Starting from scratch, with no connection to the previous incarnations, this Catwoman has more in common - storywise, at least - with undead avenger The Crow. Halle Berry does all she can to sex up the stale proceedings once she's transformed from frowzy wallflower into lithe whip-cracker. Sadly, despite her still undeniable screen presence and poised intensity, Berry fails to break out of the formulaic Hollywood summer movie routine. Patience tests out her new abilities (she has keen senses! She's supernaturally agile! She drinks milk! She hisses at dogs!) and squeezes into a ludicrous costume to, sort of, fight crime, before embarking on a mewling rampage of revenge. Fetish-freak-reject wardrobe aside, the biggest problem here is the logic-starved plot, revolving around a cosmetics conspiracy in which Lambert Wilson and his scheming spouse, Sharon Stone, invent a face cream which dissolves your skin if you stop using it.

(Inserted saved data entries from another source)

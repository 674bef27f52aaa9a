//! Compliant constraints of the SAP problem.
//!
//! Every constraint couples one or two trees through a Jacobian with
//! `num_equations` rows per tree block and carries the value of its
//! constraint function at the previous state. Three kinds exist:
//!
//! - [`ConstraintKind::FrictionCone`]: one compliant point contact, three
//!   equations ordered (t₁, t₂, n).
//! - [`ConstraintKind::Limit`]: unilateral position limits of a single dof,
//!   one equation per finite side.
//! - [`ConstraintKind::Holonomic`]: bilateral `g(q) = 0` with box-bounded
//!   impulses.
//!
//! The solver only talks to the uniform interface: regularization `R`, bias
//! velocity `v̂`, and the projection `γ = P(y)` with its derivative.
//!
//! # Regularization
//!
//! For a compliant equation with stiffness `k` and dissipation time `τ`:
//!
//! ```text
//! R = max(β²/(4π²)·w, 1/(δt·k·(δt + τ)))
//! v̂ = −g₀/(δt + τ)
//! ```
//!
//! where `w` is the Delassus estimate of the constraint. The first term
//! keeps near-rigid constraints well conditioned.

use std::f64::consts::PI;

use nalgebra::{DMatrix, DVector, Matrix3, Vector3};
use sim_contact::JacobianTreeBlock;
use sim_types::{Result, SimError, TreeIndex};

#[cfg(feature = "serde")]
use serde::{Deserialize, Serialize};

/// Tangential impulse norms below this are smoothed to keep `t̂` finite.
const SOFT_NORM_TOLERANCE: f64 = 1e-7;

/// Parameters of a compliant frictional contact.
#[derive(Debug, Clone, Copy, PartialEq)]
#[cfg_attr(feature = "serde", derive(Serialize, Deserialize))]
pub struct FrictionConeParameters {
    /// Coefficient of friction μ.
    pub mu: f64,
    /// Normal stiffness (N/m).
    pub stiffness: f64,
    /// Hunt-Crossley style dissipation time scale τ (s).
    pub dissipation_time_scale: f64,
    /// Near-rigid regime factor β.
    pub beta: f64,
    /// Tangential regularization factor σ, relative to the Delassus estimate.
    pub sigma: f64,
}

/// Parameters of a single-dof limit constraint.
///
/// A side at ±∞ is inactive and contributes no equation.
#[derive(Debug, Clone, Copy, PartialEq)]
#[cfg_attr(feature = "serde", derive(Serialize, Deserialize))]
pub struct LimitParameters {
    /// Lower position limit, `-∞` if inactive.
    pub lower: f64,
    /// Upper position limit, `+∞` if inactive.
    pub upper: f64,
    /// Limit stiffness.
    pub stiffness: f64,
    /// Dissipation time scale (s).
    pub dissipation_time_scale: f64,
    /// Near-rigid regime factor β.
    pub beta: f64,
}

/// Parameters of a holonomic constraint, one entry per equation.
#[derive(Debug, Clone, PartialEq)]
#[cfg_attr(feature = "serde", derive(Serialize, Deserialize))]
pub struct HolonomicParameters {
    /// Lower impulse bound per equation.
    pub impulse_lower: DVector<f64>,
    /// Upper impulse bound per equation.
    pub impulse_upper: DVector<f64>,
    /// Stiffness per equation, `+∞` for near-rigid.
    pub stiffness: DVector<f64>,
    /// Relaxation time per equation (s).
    pub relaxation_time: DVector<f64>,
    /// Near-rigid regime factor β.
    pub beta: f64,
}

/// Kind-specific data of a [`Constraint`].
#[derive(Debug, Clone, PartialEq)]
#[cfg_attr(feature = "serde", derive(Serialize, Deserialize))]
pub enum ConstraintKind {
    /// Compliant frictional point contact.
    FrictionCone(FrictionConeParameters),
    /// Position limits of one dof.
    Limit {
        /// Position at the previous step.
        q0: f64,
        /// Limit parameters.
        parameters: LimitParameters,
    },
    /// Bilateral holonomic constraint.
    Holonomic(HolonomicParameters),
}

/// A constraint in the SAP problem.
#[derive(Debug, Clone, PartialEq)]
pub struct Constraint {
    kind: ConstraintKind,
    /// Constraint function at the previous state, one entry per equation.
    /// For contacts only the normal entry (φ₀) is meaningful.
    g0: DVector<f64>,
    jacobian: Vec<JacobianTreeBlock>,
}

impl Constraint {
    /// Compliant contact with signed distance `phi0` between the two
    /// geometries at the previous state.
    ///
    /// The Jacobian rows are ordered (t₁, t₂, n) in the contact frame.
    pub fn friction_cone(
        jacobian: Vec<JacobianTreeBlock>,
        phi0: f64,
        parameters: FrictionConeParameters,
    ) -> Result<Self> {
        let p = &parameters;
        if !(p.mu >= 0.0) || !(p.stiffness > 0.0) || !(p.dissipation_time_scale >= 0.0) {
            return Err(SimError::structural(format!(
                "invalid friction cone parameters {p:?}"
            )));
        }
        check_regularization_factors(p.beta, Some(p.sigma))?;
        check_blocks(&jacobian, 3)?;
        Ok(Self {
            kind: ConstraintKind::FrictionCone(parameters),
            g0: DVector::from_vec(vec![0.0, 0.0, phi0]),
            jacobian,
        })
    }

    /// Limit on the dof at local index `tree_dof` of `tree`, which has
    /// `tree_nv` velocities.
    ///
    /// One equation is emitted per finite side, lower first. The lower row
    /// measures `q − q_l` and the upper row `q_u − q`, so positive impulses
    /// push the dof back inside its range.
    pub fn limit(
        tree: TreeIndex,
        tree_dof: usize,
        tree_nv: usize,
        q0: f64,
        parameters: LimitParameters,
    ) -> Result<Self> {
        let p = &parameters;
        if tree_dof >= tree_nv {
            return Err(SimError::invalid_index("tree dof", tree_dof));
        }
        if !(p.lower <= p.upper) || !(p.stiffness > 0.0) || !(p.dissipation_time_scale >= 0.0) {
            return Err(SimError::structural(format!(
                "invalid limit parameters {p:?}"
            )));
        }
        check_regularization_factors(p.beta, None)?;

        let mut g0 = Vec::with_capacity(2);
        let mut signs = Vec::with_capacity(2);
        if p.lower.is_finite() {
            g0.push(q0 - p.lower);
            signs.push(1.0);
        }
        if p.upper.is_finite() {
            g0.push(p.upper - q0);
            signs.push(-1.0);
        }
        if g0.is_empty() {
            return Err(SimError::structural(
                "limit constraint needs at least one finite side",
            ));
        }

        let mut j = DMatrix::zeros(signs.len(), tree_nv);
        for (row, sign) in signs.iter().enumerate() {
            j[(row, tree_dof)] = *sign;
        }
        Ok(Self {
            kind: ConstraintKind::Limit { q0, parameters },
            g0: DVector::from_vec(g0),
            jacobian: vec![JacobianTreeBlock::new(tree, j)],
        })
    }

    /// Holonomic constraint `g(q) = 0` with value `g0` at the previous state.
    pub fn holonomic(
        jacobian: Vec<JacobianTreeBlock>,
        g0: DVector<f64>,
        parameters: HolonomicParameters,
    ) -> Result<Self> {
        let n = g0.len();
        let p = &parameters;
        for (what, len) in [
            ("holonomic impulse_lower", p.impulse_lower.len()),
            ("holonomic impulse_upper", p.impulse_upper.len()),
            ("holonomic stiffness", p.stiffness.len()),
            ("holonomic relaxation_time", p.relaxation_time.len()),
        ] {
            if len != n {
                return Err(SimError::dimension_mismatch(what, n, len));
            }
        }
        for i in 0..n {
            if !(p.impulse_lower[i] <= p.impulse_upper[i])
                || !(p.stiffness[i] > 0.0)
                || !(p.relaxation_time[i] >= 0.0)
            {
                return Err(SimError::structural(format!(
                    "invalid holonomic parameters for equation {i}"
                )));
            }
        }
        check_regularization_factors(p.beta, None)?;
        check_blocks(&jacobian, n)?;
        Ok(Self {
            kind: ConstraintKind::Holonomic(parameters),
            g0,
            jacobian,
        })
    }

    /// Kind-specific data.
    pub fn kind(&self) -> &ConstraintKind {
        &self.kind
    }

    /// Whether this is a contact constraint.
    pub fn is_contact(&self) -> bool {
        matches!(self.kind, ConstraintKind::FrictionCone(_))
    }

    /// Number of scalar equations.
    pub fn num_equations(&self) -> usize {
        self.g0.len()
    }

    /// Constraint function at the previous state.
    pub fn constraint_function(&self) -> &DVector<f64> {
        &self.g0
    }

    /// Jacobian blocks, one per coupled tree.
    pub fn jacobian(&self) -> &[JacobianTreeBlock] {
        &self.jacobian
    }

    /// Number of coupled trees, one or two.
    pub fn num_trees(&self) -> usize {
        self.jacobian.len()
    }

    /// First coupled tree.
    pub fn first_tree(&self) -> TreeIndex {
        self.jacobian[0].tree
    }

    /// Second coupled tree, if any.
    pub fn second_tree(&self) -> Option<TreeIndex> {
        self.jacobian.get(1).map(|b| b.tree)
    }

    /// Diagonal regularization `R` given the Delassus estimate `w`.
    pub(crate) fn regularization(&self, time_step: f64, w: f64) -> DVector<f64> {
        let dt = time_step;
        match &self.kind {
            ConstraintKind::FrictionCone(p) => {
                let rn = compliant_regularization(dt, w, p.stiffness, p.dissipation_time_scale, p.beta);
                let rt = p.sigma * w;
                DVector::from_vec(vec![rt, rt, rn])
            }
            ConstraintKind::Limit { parameters: p, .. } => {
                let r = compliant_regularization(dt, w, p.stiffness, p.dissipation_time_scale, p.beta);
                DVector::from_element(self.num_equations(), r)
            }
            ConstraintKind::Holonomic(p) => DVector::from_fn(self.num_equations(), |i, _| {
                compliant_regularization(dt, w, p.stiffness[i], p.relaxation_time[i], p.beta)
            }),
        }
    }

    /// Bias velocity `v̂` the constraint relaxes towards.
    pub(crate) fn bias(&self, time_step: f64) -> DVector<f64> {
        match &self.kind {
            ConstraintKind::FrictionCone(p) => {
                let vn = -self.g0[2] / (time_step + p.dissipation_time_scale);
                DVector::from_vec(vec![0.0, 0.0, vn])
            }
            ConstraintKind::Limit { parameters: p, .. } => {
                -&self.g0 / (time_step + p.dissipation_time_scale)
            }
            ConstraintKind::Holonomic(p) => DVector::from_fn(self.num_equations(), |i, _| {
                -self.g0[i] / (time_step + p.relaxation_time[i])
            }),
        }
    }

    /// Project `y` onto the feasible impulse set in the norm defined by `R`.
    ///
    /// Returns `γ = P(y)` and `G = ∂P/∂y·R⁻¹`, where `r_inv` holds `R⁻¹`
    /// (zero for rows with infinite `R`).
    pub(crate) fn project(
        &self,
        y: &DVector<f64>,
        r: &DVector<f64>,
        r_inv: &DVector<f64>,
    ) -> (DVector<f64>, DMatrix<f64>) {
        let n = self.num_equations();
        match &self.kind {
            ConstraintKind::FrictionCone(p) => {
                let yv = Vector3::new(y[0], y[1], y[2]);
                let mu_tilde = if r[2].is_finite() && r[2] > 0.0 {
                    p.mu * r[0] / r[2]
                } else {
                    0.0
                };
                let (gamma, dp_dy) = project_friction_cone(&yv, p.mu, mu_tilde);
                let g = dp_dy * Matrix3::from_diagonal(&Vector3::new(r_inv[0], r_inv[1], r_inv[2]));
                (
                    DVector::from_column_slice(gamma.as_slice()),
                    DMatrix::from_column_slice(3, 3, g.as_slice()),
                )
            }
            ConstraintKind::Limit { .. } => {
                let mut gamma = DVector::zeros(n);
                let mut g = DMatrix::zeros(n, n);
                for i in 0..n {
                    if y[i] > 0.0 {
                        gamma[i] = y[i];
                        g[(i, i)] = r_inv[i];
                    }
                }
                (gamma, g)
            }
            ConstraintKind::Holonomic(p) => {
                let mut gamma = DVector::zeros(n);
                let mut g = DMatrix::zeros(n, n);
                for i in 0..n {
                    let (lo, hi) = (p.impulse_lower[i], p.impulse_upper[i]);
                    if y[i] < lo {
                        gamma[i] = lo;
                    } else if y[i] > hi {
                        gamma[i] = hi;
                    } else {
                        gamma[i] = y[i];
                        g[(i, i)] = r_inv[i];
                    }
                }
                (gamma, g)
            }
        }
    }
}

fn compliant_regularization(dt: f64, w: f64, stiffness: f64, tau: f64, beta: f64) -> f64 {
    let near_rigid = beta * beta / (4.0 * PI * PI) * w;
    let compliant = 1.0 / (dt * stiffness * (dt + tau));
    near_rigid.max(compliant)
}

fn check_regularization_factors(beta: f64, sigma: Option<f64>) -> Result<()> {
    if !(beta > 0.0) || sigma.is_some_and(|s| !(s > 0.0)) {
        return Err(SimError::structural(format!(
            "regularization factors must be positive (beta = {beta}, sigma = {sigma:?})"
        )));
    }
    Ok(())
}

fn check_blocks(jacobian: &[JacobianTreeBlock], rows: usize) -> Result<()> {
    match jacobian {
        [a] => check_block_rows(a, rows),
        [a, b] => {
            if a.tree == b.tree {
                return Err(SimError::structural(format!(
                    "both Jacobian blocks reference tree {}",
                    a.tree
                )));
            }
            check_block_rows(a, rows)?;
            check_block_rows(b, rows)
        }
        _ => Err(SimError::structural(format!(
            "a constraint couples one or two trees, got {} blocks",
            jacobian.len()
        ))),
    }
}

fn check_block_rows(block: &JacobianTreeBlock, rows: usize) -> Result<()> {
    if block.jacobian.nrows() != rows {
        return Err(SimError::dimension_mismatch(
            "constraint Jacobian rows",
            rows,
            block.jacobian.nrows(),
        ));
    }
    Ok(())
}

/// Regularized friction cone projection in (t₁, t₂, n) ordering.
///
/// With `μ̃ = μ·Rt/Rn`:
///
/// - stiction, `‖yt‖ ≤ μ·yn`: `γ = y`
/// - separation, `μ̃·‖yt‖ ≤ −yn`: `γ = 0`
/// - sliding: `γn = (yn + μ̃·‖yt‖)/(1 + μ·μ̃)`, `γt = μ·γn·t̂`
///
/// Returns `γ` and `∂γ/∂y`.
fn project_friction_cone(y: &Vector3<f64>, mu: f64, mu_tilde: f64) -> (Vector3<f64>, Matrix3<f64>) {
    let yt = y.xy();
    let yn = y.z;
    let yr = (yt.norm_squared() + SOFT_NORM_TOLERANCE * SOFT_NORM_TOLERANCE).sqrt();

    if yr <= mu * yn {
        return (*y, Matrix3::identity());
    }
    if mu_tilde * yr <= -yn {
        return (Vector3::zeros(), Matrix3::zeros());
    }

    let that = yt / yr;
    let denom = 1.0 + mu * mu_tilde;
    let gn = (yn + mu_tilde * yr) / denom;
    let gt = that * (mu * gn);

    // ∂t̂/∂yt = (I − t̂t̂ᵀ)/‖yt‖
    let p_perp = nalgebra::Matrix2::identity() - that * that.transpose();
    let dgt_dyt = that * that.transpose() * (mu * mu_tilde / denom) + p_perp * (mu * gn / yr);
    let dgt_dyn = that * (mu / denom);
    let dgn_dyt = that.transpose() * (mu_tilde / denom);

    let mut dp = Matrix3::zeros();
    dp.fixed_view_mut::<2, 2>(0, 0).copy_from(&dgt_dyt);
    dp.fixed_view_mut::<2, 1>(0, 2).copy_from(&dgt_dyn);
    dp.fixed_view_mut::<1, 2>(2, 0).copy_from(&dgn_dyt);
    dp[(2, 2)] = 1.0 / denom;

    (Vector3::new(gt.x, gt.y, gn), dp)
}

It doesn't really matter that Catwoman '04 is so distant from a character who's been around for six-odd decades - in fact, a new, inventive take would have been welcome - but this wannabe blockbuster is far from original. We don't get a narrative line here, only excuses for shoddily executed action scenes (the bad CG renders the pouncing Berry weightless and unconvincing), a forced romantic subplot (why Benjamin Bratt's do-gooder cop falls for Patience is anyone's guess) and a laughable, OTT climax. Here, Berry catfights bitchy make-up doyenne Stone, now a superpowered chick herself with hard-as-steel skin. And why does she have hard-as-steel skin? Because she slaps on pumped-up face cream. Oh yes, it really is that silly.

Like Van Helsing with a smaller budget, this is only worth seeing if you can handle shallow characters and dull, plastic action scenes for the sake of unintentional laughs.